[Stored data entries]
──────────────────────────────

//! Row decoding through a per-column-type conversion table

use crate::error::{Result, StoreError};
use crate::record::{NativeValue, Record, Value};
use once_cell::sync::Lazy;
use postgres_types::{FromSql, Type};
use std::collections::HashMap;
use tokio_postgres::Row;
use tracing::debug;

type Decoder = fn(&Row, usize) -> std::result::Result<NativeValue, tokio_postgres::Error>;

static DECODERS: Lazy<HashMap<Type, Decoder>> = Lazy::new(|| {
    let mut table: HashMap<Type, Decoder> = HashMap::new();

    table.insert(Type::BOOL, scalar::<bool>);
    table.insert(Type::INT2, scalar::<i16>);
    table.insert(Type::INT4, scalar::<i32>);
    table.insert(Type::INT8, scalar::<i64>);
    table.insert(Type::OID, scalar::<u32>);
    table.insert(Type::FLOAT4, scalar::<f32>);
    table.insert(Type::FLOAT8, scalar::<f64>);
    for ty in [Type::TEXT, Type::VARCHAR, Type::BPCHAR, Type::NAME, Type::UNKNOWN] {
        table.insert(ty, scalar::<String>);
    }
    table.insert(Type::BYTEA, scalar::<Vec<u8>>);
    table.insert(Type::JSON, scalar::<serde_json::Value>);
    table.insert(Type::JSONB, scalar::<serde_json::Value>);

    table.insert(Type::UUID, uuid);
    table.insert(Type::TIMESTAMP, timestamp);
    table.insert(Type::TIMESTAMPTZ, timestamptz);
    table.insert(Type::DATE, date);

    table.insert(Type::TEXT_ARRAY, text_array);
    table.insert(Type::VARCHAR_ARRAY, text_array);
    table.insert(Type::INT2_ARRAY, int_array::<i16>);
    table.insert(Type::INT4_ARRAY, int_array::<i32>);
    table.insert(Type::INT8_ARRAY, int_array::<i64>);
    table.insert(Type::FLOAT4_ARRAY, float_array::<f32>);
    table.insert(Type::FLOAT8_ARRAY, float_array::<f64>);
    table.insert(Type::BOOL_ARRAY, bool_array);

    table
});

/// Decode every column of a row into a record
pub(crate) fn record(row: &Row) -> Result<Record> {
    let mut record = Record::new();
    for (idx, column) in row.columns().iter().enumerate() {
        let native = match DECODERS.get(column.type_()) {
            Some(decode) => decode(row, idx).map_err(StoreError::backend)?,
            None => {
                debug!(column = column.name(), ty = %column.type_(), "unsupported column type");
                NativeValue::Null
            }
        };
        record.insert(column.name(), Value::from(native));
    }
    Ok(record)
}

fn scalar<T>(row: &Row, idx: usize) -> std::result::Result<NativeValue, tokio_postgres::Error>
where
    T: for<'a> FromSql<'a> + Into<NativeValue>,
{
    Ok(row.try_get::<_, Option<T>>(idx)?.into())
}

fn uuid(row: &Row, idx: usize) -> std::result::Result<NativeValue, tokio_postgres::Error> {
    let value: Option<uuid::Uuid> = row.try_get(idx)?;
    Ok(value.map(|u| u.to_string()).into())
}

fn timestamp(row: &Row, idx: usize) -> std::result::Result<NativeValue, tokio_postgres::Error> {
    let value: Option<chrono::NaiveDateTime> = row.try_get(idx)?;
    Ok(value
        .map(|ts| ts.format("%Y-%m-%dT%H:%M:%S%.f").to_string())
        .into())
}

fn timestamptz(row: &Row, idx: usize) -> std::result::Result<NativeValue, tokio_postgres::Error> {
    let value: Option<chrono::DateTime<chrono::Utc>> = row.try_get(idx)?;
    Ok(value.map(|ts| ts.to_rfc3339()).into())
}

fn date(row: &Row, idx: usize) -> std::result::Result<NativeValue, tokio_postgres::Error> {
    let value: Option<chrono::NaiveDate> = row.try_get(idx)?;
    Ok(value.map(|d| d.to_string()).into())
}

fn text_array(row: &Row, idx: usize) -> std::result::Result<NativeValue, tokio_postgres::Error> {
    let value: Option<Vec<Option<String>>> = row.try_get(idx)?;
    Ok(value.map_or(NativeValue::Null, NativeValue::TextArray))
}

fn int_array<T>(row: &Row, idx: usize) -> std::result::Result<NativeValue, tokio_postgres::Error>
where
    T: for<'a> FromSql<'a> + Into<i64>,
{
    let value: Option<Vec<Option<T>>> = row.try_get(idx)?;
    Ok(value.map_or(NativeValue::Null, |items| {
        NativeValue::IntArray(items.into_iter().map(|i| i.map(Into::into)).collect())
    }))
}

fn float_array<T>(row: &Row, idx: usize) -> std::result::Result<NativeValue, tokio_postgres::Error>
where
    T: for<'a> FromSql<'a> + Into<f64>,
{
    let value: Option<Vec<Option<T>>> = row.try_get(idx)?;
    Ok(value.map_or(NativeValue::Null, |items| {
        NativeValue::FloatArray(items.into_iter().map(|f| f.map(Into::into)).collect())
    }))
}

fn bool_array(row: &Row, idx: usize) -> std::result::Result<NativeValue, tokio_postgres::Error> {
    let value: Option<Vec<Option<bool>>> = row.try_get(idx)?;
    Ok(value.map_or(NativeValue::Null, NativeValue::BoolArray))
}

──────────────────────────────

Description of the task = The expected answer is a copy of every line in the entries that holds the word "Lazy".

Output of the exercise =
use once_cell::sync::Lazy;
static DECODERS: Lazy<HashMap<Type, Decoder>> = Lazy::new(|| {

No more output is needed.